Дима догадывался, что у Сони должно быть множество вопросов к этому таинственному дворнику, и ждал, когда она решится задать хотя бы один. Но она молчала, смотрела на старика, а тот смотрел на нее.
«Она просто не знает, с чего начать. Да, я ведь тоже мог бы спросить, но не решаюсь, боюсь ляпнуть глупость. Скажите, уважаемый Дассам, сколько вам лет? Откуда и зачем у вас этот шрам на макушке? Почему он пульсирует? Что, у вас правда не закрылся младенческий родничок? Вы помните русского путешественника Никиту Короба? Вам известно происхождение хрустального черепа? Доктор Макс говорил о грядущей войне между мужчинами и женщинами. Может, он просто бредил? За что его убили? Для чего Хоту нужно, чтобы Соня исследовала его кровь? И почему она так долго молчит?» – все это за долю секунды пронеслось у Димы в голове.
И вдруг тихий старческий голос произнес:
– Она молчит потому, что ей нужно подумать.
Старик глядел на Диму со своей младенческой беззубой улыбкой, и глаза все так же странно светились. Он говорил по-русски почти без акцента, четко и внятно, несмотря на отсутствие зубов.
– Что такое инициация? – неожиданно для себя выпалил Дима.
– Ритуал посвящения.
– Это я знаю.
– Тогда зачем спрашиваешь?
– Ладно, попробую сформулировать иначе. Какой именно ритуал должна пройти Соня?
– Она ничего не должна.
– Но они могут заставить.
– Они могут только пугать и лгать.
– В чем заключается опасность для Сони?
– В ней самой.
Что-то звякнуло, Дима оглянулся. Фазиль стоял у двери и нетерпеливо подкидывал на ладони ключи от машины. Соня сидела на диване и дремала, прислонившись головой к высокому валику. Старик Дассам задумчиво жевал размоченный в чае сухарь, глаза его были прикрыты сморщенными коричневыми веками без ресниц.
– Ну, вы даете, ребята, – сказал Фазиль, – она хотя бы сидя уснула, а ты вообще спишь стоя, как конь.

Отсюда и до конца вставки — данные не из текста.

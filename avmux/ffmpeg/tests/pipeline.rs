//! Whole-pipeline tests against the system FFmpeg libraries.
//!
//! Input elementary streams are encoded on the fly with FFmpeg's `mpeg4`
//! and `aac` encoders, then pushed through the muxer in odd-sized chunks.
//! Run with `cargo test -p avmux-ffmpeg -- --ignored`.

use ffmpeg_next::{
    ChannelLayout, Packet as FFmpegPacket, Rational as FFmpegRational, codec, encoder,
    format::{Pixel, Sample, sample::Type},
    frame,
};

use avmux_ffmpeg::{FfmpegDemuxer, FfmpegWriter};
use avmux_sink::{AvMuxer, ContainerFormat, MuxerConfig, ProbeState, Rational, SingleStreamMuxer};

const FPS_24: Rational = Rational { num: 1, den: 24 };
const VIDEO_FRAMES: usize = 48;
const AUDIO_FRAMES: usize = 86;
const SAMPLE_RATE: i32 = 44_100;
const TS_PACKET_LEN: usize = 188;

/// Chunk sizes that never line up with a frame boundary on purpose.
const CHUNK_SIZES: [usize; 4] = [37, 1021, 4093, 517];

fn odd_chunks(data: &[u8]) -> Vec<&[u8]> {
    let mut chunks = Vec::new();
    let mut rest = data;
    for size in CHUNK_SIZES.iter().cycle() {
        if rest.is_empty() {
            break;
        }
        let (chunk, tail) = rest.split_at((*size).min(rest.len()));
        chunks.push(chunk);
        rest = tail;
    }
    chunks
}

/// Raw MPEG-4 Part 2 video, 64x64 at 24 fps, one packet per frame.
fn mpeg4_stream(frames: usize) -> Vec<u8> {
    ffmpeg_next::init().unwrap();
    let codec = encoder::find(codec::Id::MPEG4).expect("mpeg4 encoder");
    let mut encoder = codec::context::Context::new_with_codec(codec)
        .encoder()
        .video()
        .unwrap();
    encoder.set_width(64);
    encoder.set_height(64);
    encoder.set_format(Pixel::YUV420P);
    encoder.set_frame_rate(Some(FFmpegRational::new(24, 1)));
    encoder.set_time_base(FFmpegRational::new(1, 24));
    encoder.set_gop(12);
    let mut encoder = encoder.open().unwrap();

    let mut stream = Vec::new();
    let mut packet = FFmpegPacket::empty();
    let mut frame = frame::Video::new(Pixel::YUV420P, 64, 64);
    for n in 0..frames {
        for plane in 0..3 {
            frame.data_mut(plane).fill((n * 5 + plane * 60) as u8);
        }
        frame.set_pts(Some(n as i64));
        encoder.send_frame(&frame).unwrap();
        while encoder.receive_packet(&mut packet).is_ok() {
            stream.extend_from_slice(packet.data().unwrap_or_default());
        }
    }
    encoder.send_eof().unwrap();
    while encoder.receive_packet(&mut packet).is_ok() {
        stream.extend_from_slice(packet.data().unwrap_or_default());
    }
    stream
}

/// ADTS header for one AAC LC frame, 44.1 kHz stereo.
fn adts_header(payload_len: usize) -> [u8; 7] {
    const PROFILE_LC: usize = 1;
    const RATE_INDEX_44100: usize = 4;
    const STEREO: usize = 2;
    let len = payload_len + 7;
    [
        0xFF,
        0xF1,
        ((PROFILE_LC << 6) | (RATE_INDEX_44100 << 2) | (STEREO >> 2)) as u8,
        (((STEREO & 3) << 6) | ((len >> 11) & 3)) as u8,
        ((len >> 3) & 0xFF) as u8,
        (((len & 7) << 5) | 0x1F) as u8,
        0xFC,
    ]
}

fn drain_adts(encoder: &mut encoder::Encoder, packet: &mut FFmpegPacket, stream: &mut Vec<u8>) {
    while encoder.receive_packet(packet).is_ok() {
        let data = packet.data().unwrap_or_default();
        stream.extend_from_slice(&adts_header(data.len()));
        stream.extend_from_slice(data);
    }
}

/// ADTS AAC audio carrying a quiet 440 Hz tone.
fn adts_aac_stream(frames: usize) -> Vec<u8> {
    ffmpeg_next::init().unwrap();
    let format = Sample::F32(Type::Planar);
    let codec = encoder::find(codec::Id::AAC).expect("aac encoder");
    let mut encoder = codec::context::Context::new_with_codec(codec)
        .encoder()
        .audio()
        .unwrap();
    encoder.set_format(format);
    encoder.set_rate(SAMPLE_RATE);
    encoder.set_channel_layout(ChannelLayout::STEREO);
    encoder.set_time_base(FFmpegRational::new(1, SAMPLE_RATE));
    encoder.set_bit_rate(128_000);
    let mut encoder = encoder.open().unwrap();

    let samples = encoder.frame_size() as usize;
    let mut frame = frame::Audio::new(format, samples, ChannelLayout::STEREO);
    frame.set_rate(SAMPLE_RATE as u32);

    let mut stream = Vec::new();
    let mut packet = FFmpegPacket::empty();

    for n in 0..frames {
        for channel in 0..2 {
            let plane = frame.data_mut(channel);
            for (i, bytes) in plane.chunks_exact_mut(4).take(samples).enumerate() {
                let t = (n * samples + i) as f32 / SAMPLE_RATE as f32;
                let value = (t * 440.0 * std::f32::consts::TAU).sin() * 0.25;
                bytes.copy_from_slice(&value.to_ne_bytes());
            }
        }
        frame.set_pts(Some((n * samples) as i64));
        encoder.send_frame(&frame).unwrap();
        drain_adts(&mut encoder, &mut packet, &mut stream);
    }
    encoder.send_eof().unwrap();
    drain_adts(&mut encoder, &mut packet, &mut stream);
    stream
}

#[test]
#[ignore = "needs system FFmpeg libraries with the mpeg4 encoder"]
fn raw_video_becomes_fragmented_mp4() {
    let video = mpeg4_stream(VIDEO_FRAMES);
    let config = MuxerConfig::fragmented_mp4().with_video(FPS_24);
    let writer = FfmpegWriter::new(ContainerFormat::FragmentedMp4).unwrap();
    let mut muxer = SingleStreamMuxer::new(config, writer, [FfmpegDemuxer::new()]).unwrap();

    let chunks = odd_chunks(&video);
    assert!(!muxer.mux(0, chunks[0]).unwrap());
    assert_eq!(muxer.container().probe_state(0), Some(ProbeState::Unprobed));

    let mut output = Vec::new();
    for chunk in &chunks[1..] {
        if muxer.mux(0, chunk).unwrap() {
            output.extend(muxer.take_output());
        }
    }

    assert!(muxer.end_of_input().unwrap());
    assert_eq!(muxer.container().probe_state(0), Some(ProbeState::Probed));
    muxer.flush().unwrap();
    assert_eq!(
        muxer.container().frame_count(0),
        Some(VIDEO_FRAMES as u64)
    );

    output.extend(muxer.take_output());
    output.extend(muxer.finish().unwrap());
    assert!(output.len() > 8);
    assert_eq!(&output[4..8], b"ftyp");
}

#[test]
#[ignore = "needs system FFmpeg libraries with the mpeg4 and aac encoders"]
fn raw_video_and_audio_become_mpeg_ts() {
    let video = mpeg4_stream(VIDEO_FRAMES);
    let audio = adts_aac_stream(AUDIO_FRAMES);
    let config = MuxerConfig::new(ContainerFormat::MpegTs)
        .with_video(FPS_24)
        .with_audio();
    let writer = FfmpegWriter::new(ContainerFormat::MpegTs).unwrap();
    let mut muxer = AvMuxer::new(config, writer, [FfmpegDemuxer::new(), FfmpegDemuxer::new()])
        .unwrap();

    let video_chunks = odd_chunks(&video);
    let audio_chunks = odd_chunks(&audio);
    let mut output = Vec::new();
    for round in 0..video_chunks.len().max(audio_chunks.len()) {
        if let Some(chunk) = video_chunks.get(round) {
            if muxer.mux_video(chunk).unwrap() {
                output.extend(muxer.take_output());
            }
        }
        if let Some(chunk) = audio_chunks.get(round) {
            if muxer.mux_audio(chunk).unwrap() {
                output.extend(muxer.take_output());
            }
        }
        if round == 0 {
            assert_eq!(muxer.container().probe_state(0), Some(ProbeState::Unprobed));
            assert_eq!(muxer.container().probe_state(1), Some(ProbeState::Unprobed));
        }
    }

    assert!(muxer.end_of_input().unwrap());
    assert_eq!(muxer.container().probe_state(0), Some(ProbeState::Probed));
    assert_eq!(muxer.container().probe_state(1), Some(ProbeState::Probed));
    muxer.flush().unwrap();
    assert!(muxer.container().frame_count(0).is_some_and(|n| n > 0));
    assert!(muxer.container().frame_count(1).is_some_and(|n| n > 0));

    output.extend(muxer.take_output());
    output.extend(muxer.finish().unwrap());
    assert!(!output.is_empty());
    assert_eq!(output[0], 0x47);
    assert_eq!(output.len() % TS_PACKET_LEN, 0);
}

– Я сплю? – Дима тряхнул головой.
– Ага. Кстати, учти, ты во сне разговариваешь. Ну, буди свою ученую женщину, пора ехать.
Старик прожевал кусок сухаря и произнес что-то совершенно непонятное. Фазиль ответил ему по-шамбальски. Дима подошел к Соне, осторожно тронул ее плечо.
– А? Что, уже приехали? – спросила она сквозь долгий зевок.
– Еще не выезжали, – ответил Фазиль. – Дассам говорит, скоро начнется буран. Нижний буран, очень неприятная вещь, поднимает снег с земли.